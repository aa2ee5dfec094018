use std::sync::Arc;
use std::thread::{self, ThreadId};

use crate::cache::{AssociatedValueCache, CacheSlot};
use crate::engine::{Emitted, Reconciliation, ReconciliationEngine, SortContext};
use crate::error::ControllerError;
use crate::observe::ObservationRegistry;
use crate::options::{ControllerOptions, CreationEvent};
use crate::record::TrackedRecord;
use crate::schedule::{spawn_sort, CoalescingScheduler, Task};
use crate::sections::Section;
use crate::types::{AssocValue, ChangeEvent, FieldKey, Locator};

/// A live, ordered, sectioned projection over a dynamically changing
/// collection of externally-sourced records.
///
/// The controller owns the fetched set, its section/index bookkeeping, the
/// per-record observations, the coalescing scheduler, and the associated
/// value cache, and reconciles them incrementally: consumers receive a
/// minimal sequence of insert/delete/move/update events instead of full
/// re-renders.
///
/// # Threading
///
/// The controller is a single-owner value driven from one thread (asserted
/// in debug builds). Work that originates elsewhere — observation callbacks,
/// fetch/association completions, broadcasts, background sorts — is queued
/// and applied when the host calls [`flush`](Self::flush) on that thread;
/// queuing fires the configured `on_work` callback once per tick.
pub struct CollectionController<R: TrackedRecord> {
    options: ControllerOptions<R>,
    engine: ReconciliationEngine<R>,
    registry: ObservationRegistry<R>,
    scheduler: CoalescingScheduler<R>,
    cache: AssociatedValueCache<R>,
    observed_fields: Vec<FieldKey>,
    has_fetched: bool,
    sort_epoch: u64,
    affinity: ThreadId,
    _broadcast_subscriptions: Vec<crate::Subscription>,
}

** Assigned task **
Make a copy of each line in the records that has the word "ControllerOptions".

** Written response **
use crate::options::{ControllerOptions, CreationEvent};
    options: ControllerOptions<R>,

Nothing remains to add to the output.